We start by solving the tailored portfolio problem where we allow each non-deferred donor group to receive a unique combination of tests and modifications. We construct a matrix whose rows correspond to each possible policy for a single donor group:

z_i a1 a2 a3 a4 m1 m2
1 0 0 0 0 0 0
1 0 1 0 0 0 0
1 0 0 1 0 0 0
1 0 1 1 0 0 0
1 0 0 0 1 0 0
1 0 1 0 1 0 0
1 0 0 1 1 0 0
1 0 1 1 1 0 0
1 0 0 0 0 0 1
1 0 1 0 0 0 1
1 0 0 1 0 0 1
1 0 1 1 0 0 1
1 0 0 0 1 0 1
1 0 1 0 1 0 1
1 0 0 1 1 0 1
1 0 1 1 1 0 1
0 0 0 0 0 0 0

We iterate over each donor group, evaluating our objective function for each policy and identifying the universal portfolio policy that minimizes our objective function.

i z_i a1 a2 a3 a4 m1 m2
1 1 0 0 1 0 0 0
2 1 0 1 1 0 0 0
3 1 0 0 1 0 0 0
4 1 0 1 1 1 0 0
5 1 0 0 0 1 0 0
6 0 0 0 0 0 0 0

From this we conclude that the optimal tailored policy is to use test 2 in donor groups 2 and 4; test 3 in donor groups 1, 2, 3, and 4; test 4 in donor groups 4 and 5, and to defer donor group 6.

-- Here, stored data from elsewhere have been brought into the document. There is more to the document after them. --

//! Test doubles for the model and tool seams.

use std::collections::VecDeque;
use std::sync::{Arc, Mutex};

use async_trait::async_trait;
use serde_json::{json, Value};

use crate::crew::errors::ToolError;
use crate::crew::tools::Tool;
use crate::llm_client::{
    CompletionRequest, ContentBlock, LanguageModel, LlmError, LlmResponse, Usage,
};
use crate::retrieval::RetrievalError;

type Responder = Box<dyn Fn(&CompletionRequest) -> Result<LlmResponse, LlmError> + Send + Sync>;

/// A language model whose replies come from a closure. Every request is recorded.
pub struct ScriptedModel {
    responder: Responder,
    calls: Mutex<Vec<CompletionRequest>>,
}

impl ScriptedModel {
    pub fn new(
        responder: impl Fn(&CompletionRequest) -> Result<LlmResponse, LlmError> + Send + Sync + 'static,
    ) -> Arc<Self> {
        Arc::new(Self {
            responder: Box::new(responder),
            calls: Mutex::new(Vec::new()),
        })
    }

    pub fn always_text(text: &str) -> Arc<Self> {
        let text = text.to_string();
        Self::new(move |_| Ok(text_response(&text)))
    }

    /// Replies in order; fails once the script runs out.
    pub fn sequence(replies: Vec<Result<LlmResponse, LlmError>>) -> Arc<Self> {
        let queue = Mutex::new(VecDeque::from(replies));
        Self::new(move |_| {
            queue
                .lock()
                .unwrap()
                .pop_front()
                .unwrap_or_else(|| Err(api_error("script exhausted")))
        })
    }

    pub fn failing() -> Arc<Self> {
        Self::new(|_| Err(api_error("backend unavailable")))
    }

    pub fn calls(&self) -> Vec<CompletionRequest> {
        self.calls.lock().unwrap().clone()
    }
}

#[async_trait]
impl LanguageModel for ScriptedModel {
    async fn complete(&self, request: &CompletionRequest) -> Result<LlmResponse, LlmError> {
        self.calls.lock().unwrap().push(request.clone());
        (self.responder)(request)
    }
}

pub fn api_error(message: &str) -> LlmError {
    LlmError::Api {
        status: 500,
        message: message.to_string(),
    }
}

pub fn text_response(text: &str) -> LlmResponse {
    LlmResponse {
        content: vec![ContentBlock::text(text)],
        stop_reason: Some("end_turn".to_string()),
        usage: Usage::default(),
    }
}

pub fn tool_use_response(id: &str, name: &str, input: Value) -> LlmResponse {
    LlmResponse {
        content: vec![ContentBlock::ToolUse {
            id: id.to_string(),
            name: name.to_string(),
            input,
        }],
        stop_reason: Some("tool_use".to_string()),
        usage: Usage::default(),
    }
}

/// Returns `echo: <text>`.
pub struct EchoTool;

#[async_trait]
impl Tool for EchoTool {
    fn name(&self) -> &str {
        "echo"
    }

    fn description(&self) -> String {
        "Echoes its input".to_string()
    }

    fn input_schema(&self) -> Value {
        json!({"type": "object", "properties": {"text": {"type": "string"}}, "required": ["text"]})
    }

    async fn invoke(&self, input: &Value) -> Result<String, ToolError> {
        let text = input
            .get("text")
            .and_then(|v| v.as_str())
            .ok_or_else(|| ToolError::InvalidInput("missing 'text'".to_string()))?;
        Ok(format!("echo: {text}"))
    }
}

/// Always fails with a capability error.
pub struct FailingTool;

#[async_trait]
impl Tool for FailingTool {
    fn name(&self) -> &str {
        "broken"
    }

    fn description(&self) -> String {
        "Always fails".to_string()
    }

    fn input_schema(&self) -> Value {
        json!({"type": "object", "properties": {}})
    }

    async fn invoke(&self, _input: &Value) -> Result<String, ToolError> {
        Err(ToolError::Retrieval(RetrievalError::EmptyDocument))
    }
}
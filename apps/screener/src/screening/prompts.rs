// Role and task texts for the screening crew.
// Placeholders rendered at kickoff: {requirements}, {language}, {meets}, {does_not_meet}.

// ────────────────────────────────────────────────────────────────────────────
// Roles
// ────────────────────────────────────────────────────────────────────────────

pub const ANALYST_ROLE: &str = "CV Analyst";

pub const ANALYST_GOAL: &str = "Identify candidates whose profile best fits the requirements \
    of the position: {requirements}. Evaluate every element of the resume to decide whether it \
    meets each specific criterion. Use the resume search tool to read the resume. If the resume \
    or the requirements are written in a language other than {language}, delegate their \
    translation to the Translator before analysing.";

pub const ANALYST_BACKSTORY: &str = "You specialise in screening candidates for technical roles. \
    You analyse in depth the skills, experience and education in a resume and compare them with \
    the specific requirements of the position: {requirements}. Before starting, check whether the \
    resume and the requirements are in {language}; if not, delegate the translation to the \
    Translator. You identify matches and gaps precisely, stating explicitly where the candidate \
    meets expectations and where they fall short.";

pub const TRANSLATOR_ROLE: &str = "Translator";

pub const TRANSLATOR_GOAL: &str = "Translate any text you are given into {language}. The \
    translation must be accurate and keep the meaning of the original. If the text is already \
    in {language}, return it unchanged.";

pub const TRANSLATOR_BACKSTORY: &str = "You are an expert translator. You take text in any \
    language and render it faithfully in {language}, keeping its context, meaning and tone. If \
    the text is already in {language} you return it untouched. You know the nuances of many \
    languages and cultures, which lets you produce precise and natural translations.";

pub const EVALUATOR_ROLE: &str = "Selection Evaluator";

pub const EVALUATOR_GOAL: &str = "Decide whether the candidate meets the basic requirements of \
    the position based on the analysis of their resume. Your answer must start with \
    \"{meets}\" or \"{does_not_meet}\" followed by a clear and concise justification. A \
    criterion-by-criterion review is not needed; only check whether the profile fits the \
    position overall.";

pub const EVALUATOR_BACKSTORY: &str = "You are a selection agent whose only job is to verify \
    whether the candidate has the general requirements for the position, using the analysis of \
    their resume. You decide only whether they qualify and give a clear, concise justification, \
    written in {language}.";

// ────────────────────────────────────────────────────────────────────────────
// Tasks
// ────────────────────────────────────────────────────────────────────────────

pub const ANALYSIS_DESCRIPTION: &str = "Assess whether the candidate's profile meets the minimum \
    requirements in the job description below, based on the information in their resume. \
    Analyse every criterion in the description thoroughly and compare it with the experience, \
    skills and education in the resume. You must use the resume search tool to read the resume \
    and you must answer only in {language}. If the resume or the requirements are written in a \
    language other than {language}, delegate their translation to the Translator before \
    proceeding with the analysis.\n\nJob requirements:\n{requirements}";

pub const ANALYSIS_EXPECTED_OUTPUT: &str = "A detailed analysis written only in {language} that \
    states, for each requirement, whether the candidate meets it, with a short justification per \
    item. Clearly highlight the areas where the candidate meets the requirements and the areas \
    where they do not.";

pub const TRANSLATION_DESCRIPTION: &str = "Translate the provided content into {language}. If the \
    text is already in {language}, return the same text unchanged. The content was produced \
    while screening a resume against these requirements:\n{requirements}";

pub const TRANSLATION_EXPECTED_OUTPUT: &str = "The text in {language}, keeping the meaning of the \
    original. If it was already in {language}, the same text.";

pub const EVALUATION_DESCRIPTION: &str = "Decide whether the candidate broadly meets the minimum \
    requirements of the position, using only the analysis already produced. A \
    criterion-by-criterion review is not needed; only check whether the profile fits the \
    position overall. The answer must be \"{meets}\" or \"{does_not_meet}\" followed by a clear \
    and concise justification in {language}.\n\nJob requirements:\n{requirements}";

pub const EVALUATION_EXPECTED_OUTPUT: &str = "An evaluation in {language} that starts with \
    \"{meets}\" or \"{does_not_meet}\" followed by a clear and concise justification of the \
    decision.";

Next we assess the optimal universal policy, where any donor group not deferred receives the same set of tests and modifications. Again we start by creating a list of all feasible donor groups:

z1 z2 z3 z4 z5 z6 a1 a2 a3 a4 m1 m2
0 0 0 0 0 0 0 0 0 0 0 0
1 0 0 0 0 0 0 1 0 0 0 0
1 0 0 0 0 0 0 0 1 0 0 0
## [1] 1009

Next, we iterate over each policy to identify the policy that minimizes the objective function value:

z1 z2 z3 z4 z5 z6 a1 a2 a3 a4 m1 m2
323 1 0 1 0 1 0 0 0 1 0 0 0

We conclude from this that the optimal universal policy is to defer donor groups 2, 4, and 6 and to apply test 3 to all collected donations.

Finally, we can compare performance metrics for our optimal tailored and universal portfolio to the two benchmark policies we created above: the ‘all tests and modifications’ scenario, and ‘no intervention scenario’:

pol obj_cost yield test_cost mod_cost downstream_net_mon_cost
No intervention 1467311.1 10000.000 0 0 1267311.11
All test/mods 3776312.8 7877.982 300000 2950000 10235.05
Opt. universal 499825.4 8623.510 34880 0 162694.08
Opt. tailored 473016.2 9579.677 55882 0 166346.65

Compared to the optimal universal policy, the optimal tailored policy has a lower objective function value, a higher donation yield (because no donor groups are deferred), a slightly higher test cost, and a higher net monetary cost due to released infectious donations. For both portfolios, the objective function value is a fraction of the objective function value from either of the benchmarks.